BEGIN Entries provided
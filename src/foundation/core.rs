pub use kurbo::{Affine, Point, Rect, Vec2};

/// Straight (non-premultiplied) RGBA8 color as written in scene documents.
#[derive(Clone, Copy, Debug, PartialEq, Eq, Hash, serde::Serialize, serde::Deserialize)]
pub struct Rgba8 {
    /// Red channel.
    pub r: u8,
    /// Green channel.
    pub g: u8,
    /// Blue channel.
    pub b: u8,
    /// Alpha channel.
    pub a: u8,
}

impl Rgba8 {
    /// Fully transparent black.
    pub const TRANSPARENT: Self = Self::rgba(0, 0, 0, 0);
    /// Opaque black.
    pub const BLACK: Self = Self::rgba(0, 0, 0, 255);
    /// Opaque white.
    pub const WHITE: Self = Self::rgba(255, 255, 255, 255);

    /// Construct from channels.
    pub const fn rgba(r: u8, g: u8, b: u8, a: u8) -> Self {
        Self { r, g, b, a }
    }

    /// Return this color with alpha scaled by `opacity` in `[0, 1]`.
    pub fn with_opacity(self, opacity: f64) -> Self {
        let a = (f64::from(self.a) * opacity.clamp(0.0, 1.0)).round() as u8;
        Self { a, ..self }
    }

    /// Premultiplied channels `[r, g, b, a]`.
    pub fn to_premul(self) -> [u8; 4] {
        fn premul(c: u8, a: u8) -> u8 {
            let c = u16::from(c);
            let a = u16::from(a);
            (((c * a) + 127) / 255) as u8
        }

        [
            premul(self.r, self.a),
            premul(self.g, self.a),
            premul(self.b, self.a),
            self.a,
        ]
    }

    /// True when the color paints nothing.
    pub fn is_invisible(self) -> bool {
        self.a == 0
    }
}

/// Horizontal anchor of a primitive's `left` coordinate.
#[derive(Clone, Copy, Debug, Default, PartialEq, Eq, serde::Serialize, serde::Deserialize)]
#[serde(rename_all = "lowercase")]
pub enum OriginX {
    /// `left` is the left edge.
    #[default]
    Left,
    /// `left` is the horizontal center.
    Center,
    /// `left` is the right edge.
    Right,
}

/// Vertical anchor of a primitive's `top` coordinate.
#[derive(Clone, Copy, Debug, Default, PartialEq, Eq, serde::Serialize, serde::Deserialize)]
#[serde(rename_all = "lowercase")]
pub enum OriginY {
    /// `top` is the top edge.
    #[default]
    Top,
    /// `top` is the vertical center.
    Center,
    /// `top` is the bottom edge.
    Bottom,
}

/// Placement of a primitive inside its parent (canvas or group).
///
/// The primitive's content occupies the local box `[0, width] x [0, height]`; the origin point
/// selected by `origin_x`/`origin_y` lands on `(left, top)`, and rotation/scale pivot there.
#[derive(Clone, Copy, Debug, PartialEq)]
pub struct Placement {
    /// Horizontal position of the origin point.
    pub left: f64,
    /// Vertical position of the origin point.
    pub top: f64,
    /// Unscaled content width.
    pub width: f64,
    /// Unscaled content height.
    pub height: f64,
    /// Horizontal scale factor.
    pub scale_x: f64,
    /// Vertical scale factor.
    pub scale_y: f64,
    /// Clockwise rotation in degrees.
    pub angle_deg: f64,
    /// Horizontal anchor.
    pub origin_x: OriginX,
    /// Vertical anchor.
    pub origin_y: OriginY,
    /// Opacity in `[0, 1]`.
    pub opacity: f64,
    /// Hidden primitives are neither painted nor hit-tested.
    pub visible: bool,
}

impl Default for Placement {
    fn default() -> Self {
        Self {
            left: 0.0,
            top: 0.0,
            width: 0.0,
            height: 0.0,
            scale_x: 1.0,
            scale_y: 1.0,
            angle_deg: 0.0,
            origin_x: OriginX::Left,
            origin_y: OriginY::Top,
            opacity: 1.0,
            visible: true,
        }
    }
}

impl Placement {
    /// Offset of the origin point inside the local content box.
    pub fn origin_offset(&self) -> Vec2 {
        let x = match self.origin_x {
            OriginX::Left => 0.0,
            OriginX::Center => self.width / 2.0,
            OriginX::Right => self.width,
        };
        let y = match self.origin_y {
            OriginY::Top => 0.0,
            OriginY::Center => self.height / 2.0,
            OriginY::Bottom => self.height,
        };
        Vec2::new(x, y)
    }

    /// Map the local content box into parent space.
    pub fn to_affine(&self) -> Affine {
        // T(left, top) * R(angle) * S(scale) * T(-origin)
        Affine::translate(Vec2::new(self.left, self.top))
            * Affine::rotate(self.angle_deg.to_radians())
            * Affine::scale_non_uniform(self.scale_x, self.scale_y)
            * Affine::translate(-self.origin_offset())
    }

    /// Axis-aligned bounds of the content box in parent space.
    pub fn bounds(&self) -> Rect {
        self.to_affine()
            .transform_rect_bbox(Rect::new(0.0, 0.0, self.width, self.height))
    }

    /// On-screen size after scaling.
    pub fn scaled_size(&self) -> (f64, f64) {
        (
            self.width * self.scale_x.abs(),
            self.height * self.scale_y.abs(),
        )
    }
}

/// Output raster dimensions.
#[derive(Clone, Copy, Debug, PartialEq, Eq, serde::Serialize, serde::Deserialize)]
pub struct Canvas {
    /// Width in pixels.
    pub width: u32,
    /// Height in pixels.
    pub height: u32,
}

#[cfg(test)]
#[path = "../../tests/unit/foundation/core.rs"]
mod tests;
END Entries provided
* [What is being asked]: Your reply should consist of the records, duplicated exactly.

* [Problem solution]:
filename src/foundation/core.rs
pub use kurbo::{Affine, Point, Rect, Vec2};

/// Straight (non-premultiplied) RGBA8 color as written in scene documents.
#[derive(Clone, Copy, Debug, PartialEq, Eq, Hash, serde::Serialize, serde::Deserialize)]
pub struct Rgba8 {
    /// Red channel.
    pub r: u8,
    /// Green channel.
    pub g: u8,
    /// Blue channel.
    pub b: u8,
    /// Alpha channel.
    pub a: u8,
}

impl Rgba8 {
    /// Fully transparent black.
    pub const TRANSPARENT: Self = Self::rgba(0, 0, 0, 0);
    /// Opaque black.
    pub const BLACK: Self = Self::rgba(0, 0, 0, 255);
    /// Opaque white.
    pub const WHITE: Self = Self::rgba(255, 255, 255, 255);

    /// Construct from channels.
    pub const fn rgba(r: u8, g: u8, b: u8, a: u8) -> Self {
        Self { r, g, b, a }
    }

    /// Return this color with alpha scaled by `opacity` in `[0, 1]`.
    pub fn with_opacity(self, opacity: f64) -> Self {
        let a = (f64::from(self.a) * opacity.clamp(0.0, 1.0)).round() as u8;
        Self { a, ..self }
    }

    /// Premultiplied channels `[r, g, b, a]`.
    pub fn to_premul(self) -> [u8; 4] {
        fn premul(c: u8, a: u8) -> u8 {
            let c = u16::from(c);
            let a = u16::from(a);
            (((c * a) + 127) / 255) as u8
        }

        [
            premul(self.r, self.a),
            premul(self.g, self.a),
            premul(self.b, self.a),
            self.a,
        ]
    }

    /// True when the color paints nothing.
    pub fn is_invisible(self) -> bool {
        self.a == 0
    }
}

/// Horizontal anchor of a primitive's `left` coordinate.
#[derive(Clone, Copy, Debug, Default, PartialEq, Eq, serde::Serialize, serde::Deserialize)]
#[serde(rename_all = "lowercase")]
pub enum OriginX {
    /// `left` is the left edge.
    #[default]
    Left,
    /// `left` is the horizontal center.
    Center,
    /// `left` is the right edge.
    Right,
}

/// Vertical anchor of a primitive's `top` coordinate.
#[derive(Clone, Copy, Debug, Default, PartialEq, Eq, serde::Serialize, serde::Deserialize)]
#[serde(rename_all = "lowercase")]
pub enum OriginY {
    /// `top` is the top edge.
    #[default]
    Top,
    /// `top` is the vertical center.
    Center,
    /// `top` is the bottom edge.
    Bottom,
}

/// Placement of a primitive inside its parent (canvas or group).
///
/// The primitive's content occupies the local box `[0, width] x [0, height]`; the origin point
/// selected by `origin_x`/`origin_y` lands on `(left, top)`, and rotation/scale pivot there.
#[derive(Clone, Copy, Debug, PartialEq)]
pub struct Placement {
    /// Horizontal position of the origin point.
    pub left: f64,
    /// Vertical position of the origin point.
    pub top: f64,
    /// Unscaled content width.
    pub width: f64,
    /// Unscaled content height.
    pub height: f64,
    /// Horizontal scale factor.
    pub scale_x: f64,
    /// Vertical scale factor.
    pub scale_y: f64,
    /// Clockwise rotation in degrees.
    pub angle_deg: f64,
    /// Horizontal anchor.
    pub origin_x: OriginX,
    /// Vertical anchor.
    pub origin_y: OriginY,
    /// Opacity in `[0, 1]`.
    pub opacity: f64,
    /// Hidden primitives are neither painted nor hit-tested.
    pub visible: bool,
}

impl Default for Placement {
    fn default() -> Self {
        Self {
            left: 0.0,
            top: 0.0,
            width: 0.0,
            height: 0.0,
            scale_x: 1.0,
            scale_y: 1.0,
            angle_deg: 0.0,
            origin_x: OriginX::Left,
            origin_y: OriginY::Top,
            opacity: 1.0,
            visible: true,
        }
    }
}

impl Placement {
    /// Offset of the origin point inside the local content box.
    pub fn origin_offset(&self) -> Vec2 {
        let x = match self.origin_x {
            OriginX::Left => 0.0,
            OriginX::Center => self.width / 2.0,
            OriginX::Right => self.width,
        };
        let y = match self.origin_y {
            OriginY::Top => 0.0,
            OriginY::Center => self.height / 2.0,
            OriginY::Bottom => self.height,
        };
        Vec2::new(x, y)
    }

    /// Map the local content box into parent space.
    pub fn to_affine(&self) -> Affine {
        // T(left, top) * R(angle) * S(scale) * T(-origin)
        Affine::translate(Vec2::new(self.left, self.top))
            * Affine::rotate(self.angle_deg.to_radians())
            * Affine::scale_non_uniform(self.scale_x, self.scale_y)
            * Affine::translate(-self.origin_offset())
    }

    /// Axis-aligned bounds of the content box in parent space.
    pub fn bounds(&self) -> Rect {
        self.to_affine()
            .transform_rect_bbox(Rect::new(0.0, 0.0, self.width, self.height))
    }

    /// On-screen size after scaling.
    pub fn scaled_size(&self) -> (f64, f64) {
        (
            self.width * self.scale_x.abs(),
            self.height * self.scale_y.abs(),
        )
    }
}

/// Output raster dimensions.
#[derive(Clone, Copy, Debug, PartialEq, Eq, serde::Serialize, serde::Deserialize)]
pub struct Canvas {
    /// Width in pixels.
    pub width: u32,
    /// Height in pixels.
    pub height: u32,
}

#[cfg(test)]
#[path = "../../tests/unit/foundation/core.rs"]
mod tests;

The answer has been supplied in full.